Football Play Clock Changes Approved

To eliminate a potential timing advantage gained by the defensive team in high school football, the play clock will be set to 40 seconds — effective this fall season — when an official’s timeout is taken for an injury to a defensive player, or a defensive player has an equipment issue.

This change was one of six rules revisions recommended by the National Federation of State High School Associations Football Rules Committee at its January meeting in Indianapolis. All recommended changes were subsequently approved by the National Federation of State High School Associations Board of Directors.

Last year, to establish a more consistent time period between downs, the play clock was expanded from 25 seconds to 40 seconds in many cases, although the play clock remained at 25 seconds following an official’s timeout.

“The rules committee was provided situations in which the defensive team was gaining a timing advantage late in games with a defensive injury or an equipment issue with the defense,” said Todd Tharp, assistant director of the Iowa High School Athletic Association and chair of the NFHS Football Rules Committee. “Under the current rule, if a play ended with less than 40 seconds left in the game and a defensive player was injured, which resulted in an official’s timeout, the play clock would reset to 25 seconds and another play would need to be run. With the new rule change, another play would not need to be run.”

In the same rule dealing with the play clock (Rule 3-6-1), the committee approved one additional situation when 25 seconds will be on the play clock. Beginning this 2020 season, 25 seconds will be on the play clock and start on the ready-for-play signal when a new series is awarded following a legal free kick or scrimmage kick.

Two changes to Rule 7 — snapping, handling, and passing the ball — were also approved by the committee.

The exception in Rule 7-5-2 regarding an illegal forward pass being a foul was expanded. Previously, it was legal to conserve time only by intentionally throwing the ball forward to the ground immediately after receiving a direct hand-to-hand snap. The committee expanded the exception to permit a player positioned directly behind the center — shotgun formation — to intentionally ground the ball. In Rule 7-1, a new Article 9 states that no defensive player shall use disconcerting acts or words prior to the snap in an attempt to interfere with an offensive player’s signals or movements. Bob Colgate, NFHS director of sports and sports medicine and staff liaison to the NFHS Football Rules Committee, said this language was moved from Rule 9-5-1d and has been reclassified from a 15-yard unsportsmanlike foul to a five-yard foul.

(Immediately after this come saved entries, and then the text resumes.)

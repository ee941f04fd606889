//! # Shell Error Type
//!
//! Errors that can end the console process.
//!
//! ```text
//! ┌─────────────────────────────────────────────────────────────────────────┐
//! │  CoreError (rejected order, bad login)  ──► printed, session goes on   │
//! │  ShellError::Io / Config / Json          ──► process exits non-zero    │
//! └─────────────────────────────────────────────────────────────────────────┘
//! ```
//!
//! Business failures are reported on stdout by the session and never
//! surface here on their own; `Core` only carries failures while seeding.

use std::io;

use storefront_core::CoreError;
use thiserror::Error;

#[derive(Debug, Error)]
pub enum ShellError {
    /// Reading from or writing to the terminal failed.
    #[error("terminal I/O failed: {0}")]
    Io(#[from] io::Error),

    /// An environment variable held a value we cannot use.
    #[error("invalid configuration for {key}: {reason}")]
    Config { key: String, reason: String },

    /// Seeding the store failed.
    #[error(transparent)]
    Core(#[from] CoreError),

    /// Receipt could not be encoded as JSON.
    #[error("receipt encoding failed: {0}")]
    Json(#[from] serde_json::Error),
}

impl ShellError {
    pub fn config(key: &str, reason: impl Into<String>) -> Self {
        ShellError::Config {
            key: key.to_string(),
            reason: reason.into(),
        }
    }
}

pub type ShellResult<T> = Result<T, ShellError>;

#[cfg(test)]
mod tests {
    use super::*;

    #[test]
    fn test_config_error_message() {
        let err = ShellError::config("STOREFRONT_SEED_DEMO", "expected true or false");
        assert_eq!(
            err.to_string(),
            "invalid configuration for STOREFRONT_SEED_DEMO: expected true or false"
        );
    }

    #[test]
    fn test_core_error_is_transparent() {
        let err: ShellError = CoreError::TotalOverflow.into();
        assert_eq!(err.to_string(), "Order total overflows");
    }
}
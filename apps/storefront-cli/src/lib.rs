//! # Storefront Console Shell
//!
//! Thin console front end over `storefront-core`. It owns stdin/stdout,
//! configuration and logging; all catalog and ordering rules live in the
//! core crate.
//!
//! ## Module Organization
//! ```text
//! storefront_cli/
//! ├── lib.rs          ◄─── You are here (startup & run)
//! ├── config.rs       ◄─── STOREFRONT_* environment settings
//! ├── seed.rs         ◄─── Demo catalog and admin account
//! ├── session.rs      ◄─── Login → search → order dialogue
//! ├── input.rs        ◄─── Parsing of typed values
//! ├── render.rs       ◄─── Product listings and receipts
//! └── error.rs        ◄─── ShellError
//! ```

pub mod config;
pub mod error;
pub mod input;
pub mod render;
pub mod seed;
pub mod session;

use std::io;

use tracing::info;
use tracing_subscriber::EnvFilter;

pub use config::{ReceiptFormat, ShellConfig};
pub use error::{ShellError, ShellResult};
pub use session::{Session, SessionOutcome};

/// Runs one interactive session on the process's stdin and stdout.
///
/// ## Startup Sequence
/// 1. Initialize logging (stderr)
/// 2. Read `STOREFRONT_*` configuration
/// 3. Build the store (demo data unless disabled)
/// 4. Run the session to completion
///
/// Every session outcome, including a failed login, returns `Ok`.
pub fn run() -> ShellResult<()> {
    init_tracing();

    let config = ShellConfig::from_env()?;
    info!(store_name = %config.store_name, seed_demo = config.seed_demo, "starting storefront");

    let mut store = seed::build_store(&config)?;

    let stdin = io::stdin();
    let stdout = io::stdout();
    let outcome = Session::new(&mut store, &config, stdin.lock(), stdout.lock()).run()?;

    info!(?outcome, "session finished");
    Ok(())
}

/// Initializes the tracing subscriber.
///
/// ## Log Levels
/// - `RUST_LOG=debug` - searches, lookups and registrations
/// - `RUST_LOG=storefront_core=info` - created orders
/// - Default: WARN (rejections and failed logins), written to stderr
fn init_tracing() {
    let filter = EnvFilter::try_from_default_env().unwrap_or_else(|_| EnvFilter::new("warn"));

    tracing_subscriber::fmt()
        .with_env_filter(filter)
        .with_writer(io::stderr)
        .init();
}
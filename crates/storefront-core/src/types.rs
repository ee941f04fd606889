//! # Domain Types
//!
//! Core domain types used throughout the storefront.
//!
//! ## Type Hierarchy
//! ```text
//! ┌─────────────────────────────────────────────────────────────────────────┐
//! │                         Domain Types                                    │
//! │                                                                         │
//! │  ┌─────────────────┐   ┌─────────────────┐   ┌─────────────────┐       │
//! │  │    Product      │   │      User       │   │     Order       │       │
//! │  │  ─────────────  │   │  ─────────────  │   │  ─────────────  │       │
//! │  │  name           │   │  id (UserId)    │   │  id (UUID)      │       │
//! │  │  price (Money)  │   │  login          │   │  products (Rc)  │       │
//! │  │  description    │   │  password       │   │  quantity       │       │
//! │  │  category       │   │  history ───────┼──►│  status         │       │
//! │  │  rating         │   └─────────────────┘   │  created_at     │       │
//! │  └────────▲────────┘                         └────────┬────────┘       │
//! │           └───────────── shared Rc<Product> ──────────┘                │
//! └─────────────────────────────────────────────────────────────────────────┘
//! ```
//!
//! Products have no identity beyond their position in the catalog. Orders
//! hold `Rc` handles into the catalog rather than copies, so an order's total
//! is always computed from the live catalog entries.

use std::fmt;
use std::rc::Rc;

use chrono::{DateTime, Utc};
use serde::{Deserialize, Serialize};
use uuid::Uuid;

use crate::money::Money;

// =============================================================================
// Product
// =============================================================================

/// A product listed in the catalog.
#[derive(Debug, Clone, PartialEq, Serialize, Deserialize)]
pub struct Product {
    /// Display name.
    pub name: String,

    /// Unit price. Non-negative once the product is in a catalog.
    pub price: Money,

    /// Free-form description.
    pub description: String,

    /// Category label, matched case-insensitively.
    pub category: String,

    /// Customer rating, nominally 0.0 to 5.0 (not enforced).
    pub rating: f64,
}

impl Product {
    pub fn new(
        name: impl Into<String>,
        price: Money,
        description: impl Into<String>,
        category: impl Into<String>,
        rating: f64,
    ) -> Self {
        Self {
            name: name.into(),
            price,
            description: description.into(),
            category: category.into(),
            rating,
        }
    }

    /// Case-insensitive exact category comparison.
    ///
    /// Characters are folded one at a time, so the result does not depend
    /// on where a letter sits in the word (final sigma and the like).
    ///
    /// ## Example
    /// ```rust
    /// use storefront_core::{Money, Product};
    ///
    /// let p = Product::new("Laptop", Money::zero(), "", "Electronics", 4.5);
    /// assert!(p.in_category("ELECTRONICS"));
    /// assert!(!p.in_category("Electronic"));
    /// ```
    pub fn in_category(&self, category: &str) -> bool {
        self.category == category
            || self
                .category
                .chars()
                .flat_map(char::to_uppercase)
                .eq(category.chars().flat_map(char::to_uppercase))
    }
}

// =============================================================================
// User
// =============================================================================

/// Opaque handle the registry uses to tell users apart.
///
/// Two users with identical credentials still have different handles.
#[derive(Debug, Clone, Copy, PartialEq, Eq, Hash, Serialize, Deserialize)]
pub struct UserId(Uuid);

impl UserId {
    pub fn new() -> Self {
        UserId(Uuid::new_v4())
    }
}

impl Default for UserId {
    fn default() -> Self {
        Self::new()
    }
}

impl fmt::Display for UserId {
    fn fmt(&self, f: &mut fmt::Formatter<'_>) -> fmt::Result {
        fmt::Display::fmt(&self.0, f)
    }
}

/// A registered shopper.
///
/// The password is stored and compared in plain text.
#[derive(Debug, Clone)]
pub struct User {
    id: UserId,
    login: String,
    password: String,
    purchase_history: Vec<Order>,
}

impl User {
    /// Creates a user with an empty purchase history and a fresh handle.
    pub fn new(login: impl Into<String>, password: impl Into<String>) -> Self {
        Self {
            id: UserId::new(),
            login: login.into(),
            password: password.into(),
            purchase_history: Vec::new(),
        }
    }

    #[inline]
    pub fn id(&self) -> UserId {
        self.id
    }

    #[inline]
    pub fn login(&self) -> &str {
        &self.login
    }

    /// Exact, case-sensitive match on both login and password.
    pub fn credentials_match(&self, login: &str, password: &str) -> bool {
        self.login == login && self.password == password
    }

    /// Orders placed by this user, oldest first.
    #[inline]
    pub fn purchase_history(&self) -> &[Order] {
        &self.purchase_history
    }

    /// Appends to the history. There is no way to remove an order.
    pub(crate) fn record_order(&mut self, order: Order) -> &Order {
        self.purchase_history.push(order);
        &self.purchase_history[self.purchase_history.len() - 1]
    }
}

// =============================================================================
// Order Status
// =============================================================================

/// The status of an order.
///
/// Orders are created `InProgress` and nothing in this system moves them on.
#[derive(Debug, Clone, Copy, Default, PartialEq, Eq, Serialize, Deserialize)]
pub enum OrderStatus {
    #[default]
    #[serde(rename = "In Progress")]
    InProgress,
}

impl OrderStatus {
    pub const fn as_str(&self) -> &'static str {
        match self {
            OrderStatus::InProgress => "In Progress",
        }
    }
}

impl fmt::Display for OrderStatus {
    fn fmt(&self, f: &mut fmt::Formatter<'_>) -> fmt::Result {
        f.write_str(self.as_str())
    }
}

// =============================================================================
// Order
// =============================================================================

/// A purchase recorded in a user's history.
///
/// `products` may hold the same catalog entry more than once; each
/// occurrence counts toward the total.
#[derive(Debug, Clone)]
pub struct Order {
    pub id: Uuid,
    pub products: Vec<Rc<Product>>,
    pub quantity: i64,
    pub status: OrderStatus,
    pub created_at: DateTime<Utc>,
}

impl Order {
    pub(crate) fn new(products: Vec<Rc<Product>>, quantity: i64) -> Self {
        Self {
            id: Uuid::new_v4(),
            products,
            quantity,
            status: OrderStatus::InProgress,
            created_at: Utc::now(),
        }
    }

    /// Sum of the selected products' prices, before quantity.
    pub fn subtotal(&self) -> Option<Money> {
        Money::checked_sum(self.products.iter().map(|p| p.price))
    }

    /// `(Σ product prices) × quantity`, or `None` if it does not fit.
    ///
    /// The quantity scales the whole selection, not each line.
    pub fn checked_total(&self) -> Option<Money> {
        self.subtotal()?.checked_mul(self.quantity)
    }

    /// Total price of the order.
    ///
    /// Orders whose total overflows are rejected at creation, so the
    /// fallback to zero is unreachable for recorded orders.
    pub fn total_price(&self) -> Money {
        self.checked_total().unwrap_or_default()
    }
}

// =============================================================================
// Unit Tests
// =============================================================================
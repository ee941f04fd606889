//! # Catalog
//!
//! The ordered product list and the three read-only search predicates.
//!
//! ## Search Flow
//! ```text
//! ┌─────────────────────────────────────────────────────────────────────────┐
//! │                    Catalog Search                                       │
//! │                                                                         │
//! │  search_by_price(min, max)    min ≤ price ≤ max                        │
//! │  search_by_category(c)        category == c (ignoring case)            │
//! │  search_by_rating(r)          rating ≥ r                                │
//! │       │                                                                 │
//! │       ▼                                                                 │
//! │  Linear scan in catalog order ──► Vec<Rc<Product>> (maybe empty)       │
//! └─────────────────────────────────────────────────────────────────────────┘
//! ```
//!
//! Results share the catalog's `Rc<Product>` entries; nothing is copied.
//! An empty result is a normal outcome, not an error.

use std::rc::Rc;

use tracing::debug;

use crate::error::{CoreError, CoreResult};
use crate::money::Money;
use crate::types::Product;
use crate::validation::{validate_category, validate_price, validate_product_name};

// =============================================================================
// Search Capability
// =============================================================================

/// Read-only product queries.
///
/// `Catalog` answers these with a linear scan; an indexed backend could
/// implement the same trait.
pub trait ProductSearch {
    /// Every product with `min ≤ price ≤ max`, in catalog order.
    ///
    /// `min > max` yields an empty result.
    fn search_by_price(&self, min: Money, max: Money) -> Vec<Rc<Product>>;

    /// Every product whose category equals `category`, ignoring case.
    fn search_by_category(&self, category: &str) -> Vec<Rc<Product>>;

    /// Every product with `rating ≥ min_rating`.
    fn search_by_rating(&self, min_rating: f64) -> Vec<Rc<Product>>;
}

// =============================================================================
// Catalog
// =============================================================================

/// Append-only list of products. A product is identified by its position.
#[derive(Debug, Clone, Default)]
pub struct Catalog {
    products: Vec<Rc<Product>>,
}

impl Catalog {
    pub fn new() -> Self {
        Self::default()
    }

    /// Validates and appends a product, returning its position.
    ///
    /// ## Rules
    /// - name: non-blank, at most 200 characters
    /// - category: non-blank
    /// - price: non-negative
    pub fn add_product(&mut self, product: Product) -> CoreResult<usize> {
        validate_product_name(&product.name)?;
        validate_category(&product.category)?;
        validate_price(product.price)?;

        let index = self.products.len();
        debug!(index, name = %product.name, price = %product.price, "product added");
        self.products.push(Rc::new(product));
        Ok(index)
    }

    pub fn get(&self, index: usize) -> Option<&Rc<Product>> {
        self.products.get(index)
    }

    pub fn len(&self) -> usize {
        self.products.len()
    }

    pub fn is_empty(&self) -> bool {
        self.products.is_empty()
    }

    pub fn iter(&self) -> impl Iterator<Item = &Rc<Product>> {
        self.products.iter()
    }

    /// Resolves catalog positions into shared product handles.
    ///
    /// Repeated positions are kept, so `[1, 1]` selects product 1 twice.
    ///
    /// ## Errors
    /// - `InvalidSelection` if `indices` is empty or any index is out of range
    ///
    /// ## Example
    /// ```rust
    /// use storefront_core::{Catalog, Money, Product};
    ///
    /// let mut catalog = Catalog::new();
    /// catalog.add_product(Product::new("Mug", Money::from_cents(500), "", "Kitchen", 4.0)).unwrap();
    ///
    /// assert_eq!(catalog.select(&[0, 0]).unwrap().len(), 2);
    /// assert!(catalog.select(&[1]).is_err());
    /// assert!(catalog.select(&[]).is_err());
    /// ```
    pub fn select(&self, indices: &[usize]) -> CoreResult<Vec<Rc<Product>>> {
        if indices.is_empty() {
            return Err(CoreError::InvalidSelection {
                reason: "no products selected".to_string(),
            });
        }

        indices
            .iter()
            .map(|&index| {
                self.products
                    .get(index)
                    .cloned()
                    .ok_or_else(|| CoreError::InvalidSelection {
                        reason: format!(
                            "index {} is out of range (catalog has {} products)",
                            index,
                            self.products.len()
                        ),
                    })
            })
            .collect()
    }

    fn filter<F>(&self, predicate: F) -> Vec<Rc<Product>>
    where
        F: Fn(&Product) -> bool,
    {
        self.products
            .iter()
            .filter(|p| predicate(p))
            .cloned()
            .collect()
    }
}

impl ProductSearch for Catalog {
    fn search_by_price(&self, min: Money, max: Money) -> Vec<Rc<Product>> {
        let found = self.filter(|p| min <= p.price && p.price <= max);
        debug!(%min, %max, matches = found.len(), "search by price");
        found
    }

    fn search_by_category(&self, category: &str) -> Vec<Rc<Product>> {
        let found = self.filter(|p| p.in_category(category));
        debug!(category, matches = found.len(), "search by category");
        found
    }

    fn search_by_rating(&self, min_rating: f64) -> Vec<Rc<Product>> {
        let found = self.filter(|p| p.rating >= min_rating);
        debug!(min_rating, matches = found.len(), "search by rating");
        found
    }
}

// =============================================================================
// Unit Tests
// =============================================================================
//! # Error Types
//!
//! Domain-specific error types for storefront-core.
//!
//! ## Error Hierarchy
//! ```text
//! ┌─────────────────────────────────────────────────────────────────────────┐
//! │                         Error Types                                     │
//! │                                                                         │
//! │  storefront-core errors (this file)                                    │
//! │  ├── CoreError        - Authentication, ordering and selection failures │
//! │  └── ValidationError  - Input validation failures                      │
//! │                                                                         │
//! │  storefront-cli errors (shell crate)                                   │
//! │  └── ShellError       - Terminal I/O and configuration                 │
//! │                                                                         │
//! │  Flow: ValidationError → CoreError → ShellError → message on stdout    │
//! └─────────────────────────────────────────────────────────────────────────┘
//! ```
//!
//! An empty search result is not an error. Filters return an empty `Vec`.

use thiserror::Error;

// =============================================================================
// Core Error
// =============================================================================

/// Core business logic errors.
///
/// Every variant is recoverable. The shell reports it and carries on (or
/// ends the session cleanly, for authentication).
#[derive(Debug, Error)]
pub enum CoreError {
    /// No registered user matches the credential pair.
    #[error("Invalid login or password for '{login}'")]
    AuthenticationFailed { login: String },

    /// An order was requested for a user handle the registry does not hold.
    ///
    /// ## When This Occurs
    /// - The `User` was constructed but never passed to `add_user`
    /// - The handle belongs to a different `Store`
    #[error("User not found: {0}")]
    UnknownUser(String),

    /// The selection does not resolve to any orderable product.
    #[error("Invalid selection: {reason}")]
    InvalidSelection { reason: String },

    /// Quantity is zero or negative.
    #[error("Invalid quantity: {requested}")]
    InvalidQuantity { requested: i64 },

    /// The order total does not fit in the money representation.
    #[error("Order total overflows")]
    TotalOverflow,

    /// Validation error (wraps ValidationError).
    #[error("Validation error: {0}")]
    Validation(#[from] ValidationError),
}

// =============================================================================
// Validation Error
// =============================================================================

/// Input validation errors.
///
/// Raised when a product, user or typed value fails a field rule, before
/// any state changes.
#[derive(Debug, Error)]
pub enum ValidationError {
    /// A required field is missing or empty.
    #[error("{field} is required")]
    Required { field: String },

    /// Field value is too long.
    #[error("{field} must be at most {max} characters")]
    TooLong { field: String, max: usize },

    /// Numeric value is out of range.
    #[error("{field} must be between {min} and {max}")]
    OutOfRange { field: String, min: i64, max: i64 },

    /// Value must be positive.
    #[error("{field} must be positive")]
    MustBePositive { field: String },

    /// Invalid format (e.g. "12.345" as a price).
    #[error("{field} has invalid format: {reason}")]
    InvalidFormat { field: String, reason: String },
}

// =============================================================================
// Result Type Alias
// =============================================================================

/// Convenience type alias for Results with CoreError.
pub type CoreResult<T> = Result<T, CoreError>;

// =============================================================================
// Unit Tests
// =============================================================================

Several rules will also be affected by the committee’s ruling that the head coach, prior to the game, should notify the referee as to the team’s designated representative coach or player — who will make decisions regarding penalty acceptance or declination. Several locations in the rules book required the team captains to make these decisions, so the new language throughout the book will provide teams more options.

The final change approved by the committee is an addition to the note in Table 3-1 related to clock times. The new note will read as follows: “If the game is interrupted due to weather during the last three minutes of the second period, and the delay is at least 30 minutes, the opposing coaches can mutually agree to shorten halftime intermission, provided there is at least a one-minute intermission (not including the three-minute warmup period).”

“I am totally impressed with the thoughtfulness and discussion that went into the rules-making process this year by the Football Rules Committee,” Tharp said. “Additionally, the penalty on the defensive team for any player using disconcerting acts has been reduced from 15 yards to five yards. Coaches and officials shared concerns that the (15-yard penalty for a player using disconcerting acts) was too harsh a penalty for this act, comparing this act to a five-yard encroachment penalty on the defense.”

A complete listing of the football rules changes will be available on the NFHS website at Click on “Activities & Sports” at the top of the home page and select “Football.”

According to the 2018-19 NFHS High School Athletics Participation Survey, 11-player football is the most popular high school sport for boys with 1,006,013 participants in 14,247 schools nationwide. There were 31,221 boys who participated in six-, eight- and nine-player football, along with 2604 girls in all four versions of the game for a grand total of 1,039,828.